As to holding Jesus personally responsible for the worst actions of the church over the centuries, it seems to me this would be problematic in a couple respects. First, the only account we have of Jesus’ life is theological. The narrative provided by the New Testament is a faith document, not historiography. We have no independent historical knowledge about what Jesus said, thought, taught, who he thought he was, what he was trying to do… So it’s hard to hold someone personally responsible if you don’t know what he personally thought, said or did.
Second, if we predicate our faith on accepting the New Testament’s theological understanding of Jesus’ life – so that we consider the theological and the factual/historical to largely coincide – then the idea that the Jesus depicted in the New Testament would have countenanced corruption, greed, excessive materialism and wealth, the oppression of the weak and poor, crusades and inquisitons, pedophilia – it seems to me that it doesn’t work. On the contrary, there’s plenty of New Testament material to indicate that Jesus would have opposed the church at its worst.
LANCE, thank you...
HAYDEN: But not a bad sort of redundancy… thanks!
Useless; exactly.
VISHESH: By "lucky to be alive" I meant relatively so, and was speaking to anyone with the resources and ability to read my post, engage in blogging, use a computer...
I think of realistic ideas and actions as those that work because they’re predicated on a reasonably clear apprehension of factors that lie beyond one’s own desires and fears. The whole world can see, for example, that the Bush administration’s ideas on Iraq were unrealistic.

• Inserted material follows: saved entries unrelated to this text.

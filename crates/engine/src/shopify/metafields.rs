//! Metafield writes against the Admin API.
//!
//! The engine writes exactly two metafields, both in the `custom`
//! namespace: the sync inclusion flag and the last-push timestamp.

use serde::Deserialize;
use stockbridge_core::SyncFlag;
use tracing::instrument;

use super::types::UserErrorNode;
use super::{ShopifyClient, ShopifyError};

/// Namespace holding both sync metafields.
pub const METAFIELD_NAMESPACE: &str = "custom";
/// Tri-state sync inclusion flag.
pub const SYNC_FLAG_KEY: &str = "pim_sync";
/// ISO-8601 time of the last successful stock push.
pub const SYNC_TIMESTAMP_KEY: &str = "pim_kr_sync_timestamp";

const METAFIELD_TYPE: &str = "single_line_text_field";

const METAFIELDS_SET_MUTATION: &str = r#"
mutation MetafieldsSet($metafields: [MetafieldsSetInput!]!) {
    metafieldsSet(metafields: $metafields) {
        metafields {
            key
        }
        userErrors {
            field
            message
        }
    }
}
"#;

#[derive(Debug, Deserialize)]
#[serde(rename_all = "camelCase")]
struct MetafieldsSetData {
    metafields_set: Option<MetafieldsSetPayload>,
}

#[derive(Debug, Deserialize)]
#[serde(rename_all = "camelCase")]
struct MetafieldsSetPayload {
    #[serde(default)]
    user_errors: Vec<UserErrorNode>,
}

impl ShopifyClient {
    /// Write one `custom`-namespace text metafield on an owner resource.
    ///
    /// # Errors
    ///
    /// Returns an error if the API request fails or returns user errors.
    #[instrument(skip(self, value), fields(owner = %owner_gid, key = %key))]
    pub async fn write_metafield(
        &self,
        owner_gid: &str,
        key: &str,
        value: &str,
    ) -> Result<(), ShopifyError> {
        let variables = serde_json::json!({
            "metafields": [{
                "ownerId": owner_gid,
                "namespace": METAFIELD_NAMESPACE,
                "key": key,
                "value": value,
                "type": METAFIELD_TYPE,
            }]
        });

        let response: MetafieldsSetData =
            self.execute(METAFIELDS_SET_MUTATION, Some(variables)).await?;

        if let Some(payload) = response.metafields_set
            && !payload.user_errors.is_empty()
        {
            let error_messages: Vec<String> = payload
                .user_errors
                .iter()
                .map(|e| e.message.clone())
                .collect();
            return Err(ShopifyError::UserError(error_messages.join("; ")));
        }

        Ok(())
    }

    /// Write the sync inclusion flag on a variant.
    ///
    /// [`SyncFlag::Unset`] writes an empty string, clearing the flag.
    ///
    /// # Errors
    ///
    /// Returns an error if the API request fails or returns user errors.
    pub async fn write_sync_flag(
        &self,
        variant_gid: &str,
        flag: SyncFlag,
    ) -> Result<(), ShopifyError> {
        self.write_metafield(variant_gid, SYNC_FLAG_KEY, flag.as_metafield())
            .await
    }

    /// Record the last successful stock push time on a variant.
    ///
    /// # Errors
    ///
    /// Returns an error if the API request fails or returns user errors.
    pub async fn write_sync_timestamp(
        &self,
        variant_gid: &str,
        timestamp: &str,
    ) -> Result<(), ShopifyError> {
        self.write_metafield(variant_gid, SYNC_TIMESTAMP_KEY, timestamp)
            .await
    }
}

#[cfg(test)]
#[allow(clippy::unwrap_used)]
mod tests {
    use super::*;

    #[test]
    fn test_payload_parses_user_errors() {
        let raw = r#"{
            "metafieldsSet": {
                "metafields": [],
                "userErrors": [
                    {"field": ["metafields", "0", "value"], "message": "Value is invalid"}
                ]
            }
        }"#;

        let data: MetafieldsSetData = serde_json::from_str(raw).unwrap();
        let payload = data.metafields_set.unwrap();
        assert_eq!(
            payload.user_errors.first().unwrap().message,
            "Value is invalid"
        );
    }

    #[test]
    fn test_clean_payload_has_no_user_errors() {
        let raw = r#"{"metafieldsSet": {"metafields": [{"key": "pim_sync"}], "userErrors": []}}"#;
        let data: MetafieldsSetData = serde_json::from_str(raw).unwrap();
        assert!(data.metafields_set.unwrap().user_errors.is_empty());
    }
}
//! Stockbridge CLI - drives the warehouse/Shopify stock sync.
//!
//! # Usage
//!
//! ```bash
//! # Snapshot the warehouse catalog into the local cache table
//! stockbridge warehouse sync
//! stockbridge warehouse sync --fresh
//!
//! # Reconcile Shopify stock against the warehouse
//! stockbridge shopify sync-stock
//! stockbridge shopify sync-stock --location=82124832930 --dry-run
//! stockbridge shopify sync-stock --export-missing
//!
//! # Browse variants with warehouse stock side by side
//! stockbridge shopify variants --tag=26SS --status=include
//!
//! # Flip the sync flag for a whole tag scope
//! stockbridge pim update-by-tag --tag=26SS --status=include
//! stockbridge pim update-by-tag --tag=discontinued --status=exclude --not --confirm
//!
//! # Run database migrations
//! stockbridge migrate
//! ```
//!
//! Exit code is 0 on success (including a disabled sync doing nothing and
//! an operator answering no to a confirmation) and 1 on any unrecoverable
//! error.

#![cfg_attr(not(test), forbid(unsafe_code))]

use clap::{Parser, Subcommand};

mod commands;

use commands::SyncStatusArg;

#[derive(Parser)]
#[command(name = "stockbridge")]
#[command(author, version, about = "Stock sync between a Sellmate warehouse and Shopify")]
struct Cli {
    #[command(subcommand)]
    command: Commands,
}

#[derive(Subcommand)]
enum Commands {
    /// Warehouse catalog commands
    Warehouse {
        #[command(subcommand)]
        action: WarehouseAction,
    },
    /// Shopify stock and catalog commands
    Shopify {
        #[command(subcommand)]
        action: ShopifyAction,
    },
    /// Sync-flag metafield management
    Pim {
        #[command(subcommand)]
        action: PimAction,
    },
    /// Run database migrations
    Migrate,
}

#[derive(Subcommand)]
enum WarehouseAction {
    /// Snapshot the warehouse catalog into the local cache table
    Sync {
        /// Truncate the cache first instead of updating rows in place
        #[arg(long)]
        fresh: bool,
    },
}

#[derive(Subcommand)]
enum ShopifyAction {
    /// Reconcile Shopify stock levels against warehouse stock
    SyncStock {
        /// Shopify location ID to read and write (defaults to the
        /// configured location)
        #[arg(long)]
        location: Option<i64>,

        /// Decide and report without writing anything
        #[arg(long)]
        dry_run: bool,

        /// Write variants without a warehouse match to a CSV file
        #[arg(long)]
        export_missing: bool,
    },
    /// Browse variants page by page with warehouse stock alongside
    Variants {
        /// Search terms passed through to Shopify
        #[arg(long)]
        search: Option<String>,

        /// Keep only variants carrying exactly this product tag
        #[arg(long)]
        tag: Option<String>,

        /// Keep only variants with this sync status
        #[arg(long, value_enum)]
        status: Option<SyncStatusArg>,

        /// Restrict stock figures to this Shopify location ID
        #[arg(long)]
        location: Option<i64>,

        /// Variants per page
        #[arg(long, default_value_t = 20)]
        page_size: u32,
    },
}

#[derive(Subcommand)]
enum PimAction {
    /// Set or clear the sync flag for every variant in a tag scope
    UpdateByTag {
        /// Product tag that defines the scope
        #[arg(long)]
        tag: String,

        /// Flag value to write
        #[arg(long, value_enum)]
        status: SyncStatusArg,

        /// Target the variants WITHOUT the tag instead
        #[arg(long)]
        not: bool,

        /// Skip the confirmation prompt
        #[arg(long)]
        confirm: bool,
    },
}

#[tokio::main]
async fn main() {
    // Initialize tracing
    tracing_subscriber::fmt::init();

    let cli = Cli::parse();

    let result: Result<(), Box<dyn std::error::Error>> = run(cli).await;

    if let Err(e) = result {
        tracing::error!("Command failed: {e}");
        std::process::exit(1);
    }
}

async fn run(cli: Cli) -> Result<(), Box<dyn std::error::Error>> {
    match cli.command {
        Commands::Warehouse { action } => match action {
            WarehouseAction::Sync { fresh } => commands::warehouse::sync(fresh).await?,
        },
        Commands::Shopify { action } => match action {
            ShopifyAction::SyncStock {
                location,
                dry_run,
                export_missing,
            } => commands::stock::sync_stock(location, dry_run, export_missing).await?,
            ShopifyAction::Variants {
                search,
                tag,
                status,
                location,
                page_size,
            } => commands::variants::browse(search, tag, status, location, page_size).await?,
        },
        Commands::Pim { action } => match action {
            PimAction::UpdateByTag {
                tag,
                status,
                not,
                confirm,
            } => commands::pim::update_by_tag(tag, status, not, confirm).await?,
        },
        Commands::Migrate => commands::migrate::run().await?,
    }
    Ok(())
}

Your feeling sometimes like a "puppet on a string" is an interesting analogy and sounds like it refers to an experience that might be hard to put into words.
Maybe the only way is absolute forgiveness and compassion. Understanding that the perpetrator did what they did because of trauma they experienced or some deficit in their own understanding. Working to repair those traumas, fill those holes with love and compassion seems more healing. For everyone.
Food for thought...
I enjoyed your comment and wrote back too!
I pray you don't blame Jesus -
He is an awesome Lord and Savior -
Here is a great book for you to read - I think it may open your eyes -
Rediscovering the Kindgom, Myles Dr. Myles Munroe
Jesus came to set up the church, not religions and demoninations -
But I think you are right
that love is the only thing you can always come back to as a universal thing that cuts through
all the other crap.
It also reminds me of the 'Alice in Wonderland' approach to life, ie the world is completely mad and there is no point in expecting it to be otherwise.
TICIA, thanks for stopping by, I'll take a look -
HAZZBUZZ: I think that we have exactly the rights and respect we give each other. While phrases like "natural right" or "God-given right" sound important and impressive, whether or not such rights are operative or in any way detectable always seems to end up depending on human behavior.
So personally, I've lost the sense that any sort of natural or divine law is violated when I'm treated unfairly, which helps.
LIARA: Me too - seems like the less that forgiveness is a case-by-case matter, the more that one has probably gotten to the heart of it.
From this and a number of other comments, it sounds like you believe that all matters of psychological and spiritual insight and development are choices that any person can make at any time. However, you'd need to explain how this broad generalization isn't an overgeneralization for this idea to connect with someone not already familiar with the details of your outlook.